Видно, и в самом деле хоть как-то, да запомнил: многим не хвастался. В угол рассказчиков только одна из наших девушек приходила-жаловалась, смеялась больше. Что шла вот, в тумане поутру, да через мост, со спины с пары шагов парня-то того и признала, как, значит, на Университетском мосту стоит. А как на шаг поближе подошла, поняла - не просто так стоит, а дружка своего единственного чешет-чешет, начесаться не может. Пошутила, не сдержалась - что ж вы, молодой ученый, радуетесь-то так не по-людски: и один, и на мосту? Видно, всю радость ему и сбила - так, сказала, нас, девушек, отлаял-обхрюкал, что хоть ряду стряпчих серебра заноси, чтоб жалобу помогли составить. Да только рожу его разглядела. Зеленая рожа-то, сказала. Больной, небось, стал, никто с ним плясать не хочет, вот и бесится...

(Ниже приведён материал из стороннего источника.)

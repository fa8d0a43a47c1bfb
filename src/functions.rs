use eyre::{Result, WrapErr};
use std::io::BufRead;

/// Reads one line from `reader`, stripping the line terminator.
///
/// Bytes that are not valid UTF-8 are replaced rather than rejected, so one
/// garbled line does not end a stream. Returns `None` at end of input.
pub fn read_line_lossy<R: BufRead>(reader: &mut R) -> Result<Option<String>> {
	let mut buf = Vec::new();
	let read = reader
		.read_until(b'\n', &mut buf)
		.wrap_err("Failed to read input line")?;
	if read == 0 {
		return Ok(None);
	}

	if buf.last() == Some(&b'\n') {
		buf.pop();
		if buf.last() == Some(&b'\r') {
			buf.pop();
		}
	}
	Ok(Some(String::from_utf8_lossy(&buf).into_owned()))
}

/// Parses the boolean spellings accepted on the command line and in the
/// environment: `true/false`, `yes/no`, `on/off`, `y/n`, `t/f`, `1/0`.
pub fn parse_boolish(value: &str) -> Result<bool, String> {
	match value.trim().to_ascii_lowercase().as_str() {
		"true" | "t" | "yes" | "y" | "on" | "1" => Ok(true),
		"false" | "f" | "no" | "n" | "off" | "0" => Ok(false),
		other => Err(format!("'{}' is not a boolean (expected true/false, yes/no, on/off or 1/0)", other)),
	}
}
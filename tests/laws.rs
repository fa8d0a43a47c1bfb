//! Property tests for the conversion engine.

use proptest::prelude::*;
use proptest::string::string_regex;
use radix_tools::convert::{convert, format, ConversionResult, DisplaySet, NumberBase};

fn any_base() -> impl Strategy<Value = NumberBase> {
    prop::sample::select(NumberBase::ALL.to_vec())
}

fn digits_of(base: NumberBase) -> &'static str {
    match base {
        NumberBase::Binary => "[01]",
        NumberBase::Decimal => "[0-9]",
        NumberBase::Hexadecimal => "[0-9a-fA-F]",
        NumberBase::Octal => "[0-7]",
    }
}

/// A valid digit string for `base` with no superfluous leading zero,
/// short enough to fit in 128 bits.
fn canonical_digits(base: NumberBase) -> impl Strategy<Value = String> {
    let pattern = match base {
        NumberBase::Binary => "0|1[01]{0,100}",
        NumberBase::Decimal => "0|[1-9][0-9]{0,30}",
        NumberBase::Hexadecimal => "0|[1-9a-fA-F][0-9a-fA-F]{0,25}",
        NumberBase::Octal => "0|[1-7][0-7]{0,35}",
    };
    string_regex(pattern).unwrap()
}

fn some_digits(base: NumberBase) -> impl Strategy<Value = String> {
    string_regex(&format!("{}{{1,6}}", digits_of(base))).unwrap()
}

proptest! {
    #[test]
    fn round_trip_in_source_base(
        (base, text) in any_base().prop_flat_map(|b| (Just(b), canonical_digits(b)))
    ) {
        let value = match convert(&text, base) {
            ConversionResult::Valid(value) => value,
            other => panic!("{:?} in {} gave {:?}", text, base, other),
        };
        prop_assert_eq!(format(value, base), text.to_ascii_uppercase());
    }

    #[test]
    fn outputs_agree_on_one_magnitude(value in any::<u128>(), base in any_base()) {
        let text = format(value, base);
        let set = convert(&text, base).display();
        prop_assert_eq!(&set, &DisplaySet::of(value));
        for target in NumberBase::ALL {
            prop_assert_eq!(convert(set.get(target), target), ConversionResult::Valid(value));
        }
    }

    #[test]
    fn conversion_is_idempotent(text in ".{0,24}", base in any_base()) {
        prop_assert_eq!(convert(&text, base), convert(&text, base));
    }

    #[test]
    fn blank_input_is_zero(text in "[ \t\r\n]{0,8}", base in any_base()) {
        let result = convert(&text, base);
        prop_assert_eq!(result, ConversionResult::Empty);
        prop_assert_eq!(result.display(), DisplaySet::zero());
    }

    #[test]
    fn foreign_character_invalidates_all_outputs(
        (base, prefix, bad, suffix) in any_base().prop_flat_map(|b| {
            let radix = b.radix();
            (
                Just(b),
                some_digits(b),
                any::<char>().prop_filter("outside the digit set", move |c| !c.is_digit(radix)),
                some_digits(b),
            )
        })
    ) {
        let text = format!("{}{}{}", prefix, bad, suffix);
        let result = convert(&text, base);
        prop_assert_eq!(result, ConversionResult::Invalid);
        prop_assert!(result.display().is_invalid());
    }
}

#[test]
fn documented_scenarios() {
    let cases = [
        ("1010", NumberBase::Binary, ["1010", "10", "A", "12"]),
        ("255", NumberBase::Decimal, ["11111111", "255", "FF", "377"]),
        ("ff", NumberBase::Hexadecimal, ["11111111", "255", "FF", "377"]),
        ("17", NumberBase::Octal, ["1111", "15", "F", "17"]),
        ("12a", NumberBase::Binary, ["Invalid", "Invalid", "Invalid", "Invalid"]),
        ("", NumberBase::Decimal, ["0", "0", "0", "0"]),
    ];

    for (text, base, [binary, decimal, hex, octal]) in cases {
        let set = convert(text, base).display();
        assert_eq!(set.binary, binary, "binary of {:?} ({})", text, base);
        assert_eq!(set.decimal, decimal, "decimal of {:?} ({})", text, base);
        assert_eq!(set.hex, hex, "hex of {:?} ({})", text, base);
        assert_eq!(set.octal, octal, "octal of {:?} ({})", text, base);
    }
}
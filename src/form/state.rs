use log::debug;

use crate::convert::{convert, DisplaySet, NumberBase};

/// Caller-owned state of the converter form: the selected number system,
/// the raw input text and the four outputs derived from them.
///
/// Every mutation ends with [`ConverterState::recompute`], so the outputs are
/// always the conversion of the current input in the current base.
#[derive(Debug, Clone, PartialEq, Eq)]
pub struct ConverterState {
    base: NumberBase,
    input: String,
    outputs: DisplaySet,
}

impl ConverterState {
    pub fn new(base: NumberBase) -> Self {
        Self {
            base,
            input: String::new(),
            outputs: DisplaySet::zero(),
        }
    }

    pub fn base(&self) -> NumberBase {
        self.base
    }

    pub fn input(&self) -> &str {
        &self.input
    }

    pub fn outputs(&self) -> &DisplaySet {
        &self.outputs
    }

    pub fn placeholder(&self) -> &'static str {
        self.base.placeholder()
    }

    /// Replaces the input text.
    pub fn set_input(&mut self, text: impl Into<String>) {
        self.input = text.into();
        self.recompute();
    }

    /// Selects a number system. The input is always blanked, even when the
    /// same base is selected again.
    pub fn set_base(&mut self, base: NumberBase) {
        debug!("number system {} -> {}", self.base, base);
        self.base = base;
        self.input.clear();
        self.recompute();
    }

    /// Empties the input and resets every output to zero. The base is kept.
    pub fn clear(&mut self) {
        self.input.clear();
        self.recompute();
    }

    pub fn recompute(&mut self) {
        self.outputs = convert(&self.input, self.base).display();
    }
}

impl Default for ConverterState {
    fn default() -> Self {
        Self::new(NumberBase::default())
    }
}

#[cfg(test)]
mod tests {
    use super::*;

    #[test]
    fn starts_blank_with_zeros() {
        let state = ConverterState::default();
        assert_eq!(state.base(), NumberBase::Decimal);
        assert_eq!(state.input(), "");
        assert_eq!(state.outputs(), &DisplaySet::zero());
        assert_eq!(state.placeholder(), "Enter decimal (0-9)");
    }

    #[test]
    fn every_keystroke_recomputes() {
        let mut state = ConverterState::new(NumberBase::Hexadecimal);
        state.set_input("f");
        assert_eq!(state.outputs().decimal, "15");
        state.set_input("ff");
        assert_eq!(state.outputs().decimal, "255");
        state.set_input("ffg");
        assert!(state.outputs().is_invalid());
        state.set_input("ff");
        assert_eq!(state.outputs(), &DisplaySet::of(255));
    }

    #[test]
    fn switching_base_blanks_input() {
        let mut state = ConverterState::new(NumberBase::Decimal);
        state.set_input("255");
        state.set_base(NumberBase::Binary);
        assert_eq!(state.base(), NumberBase::Binary);
        assert_eq!(state.input(), "");
        assert_eq!(state.outputs(), &DisplaySet::zero());
    }

    #[test]
    fn reselecting_same_base_still_blanks_input() {
        let mut state = ConverterState::new(NumberBase::Octal);
        state.set_input("9");
        assert!(state.outputs().is_invalid());
        state.set_base(NumberBase::Octal);
        assert_eq!(state.input(), "");
        assert_eq!(state.outputs(), &DisplaySet::zero());
    }

    #[test]
    fn clear_keeps_base() {
        let mut state = ConverterState::new(NumberBase::Binary);
        state.set_input("1010");
        state.clear();
        assert_eq!(state.base(), NumberBase::Binary);
        assert_eq!(state.input(), "");
        assert_eq!(state.outputs(), &DisplaySet::zero());
    }
}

Это вот когда луна еще раз убыла - а он, надо думать, на то поле в те цветы еще разок-то сходил, да снова вернулся - еще тощее да зеленее - тут уже болтать чуть громче начали. Но только все равно опоздали. В цитадели премудрости узнали многое, как его гнать велели - с лестницы и до рынка, и пусть благодарит, что не палками. И то: что ж в голове держаться будет, когда не ей думают, а тем, что чешется, а чешется-то и непрерывно уже. Как бы не на экзамене важном он с источником своих неприятностей баловаться вздумал, а источник в ненужный момент и излейся...
Но еще соученики рассказали: до того, как гнать его решили, Наставник того парня спрашивать взялся - что с головой-то у него стало и не опаивают ли его чем. Потом выяснили: хорошо спрашивал - рассказывал дурак этот, пеной исходил - что ни к чему ему ученье, ни к чему место, все он теперь о счастье знает - и дальше, стало быть, про бывшую-то ярмарку, про цветы, про красотку без пояса...
Встревожился старый Наставник, еще бы. Решил, значит, к Семье Туй сходить-расспросить, что там такое было, на том поле, что ярмарку-то и забросили, только ли с каналом теперь неудобно стало? Изложил все это витиеватым слогом да с почтением в дом старшего Семьи и отправил. А у того и руки нескоро, знать, дошли: пока про письмо вспомнил, пока такого грамотея нашел, чтоб ему учёного письмо прочёл и всё сказанное человеческим языком растолковал...
Только в третий раз на безлунную ночь слышали в предместье Северной cтолицы как в ночь из дома Семьи Туй выезжало трое молодцов в тёмном да не больно-то шумно.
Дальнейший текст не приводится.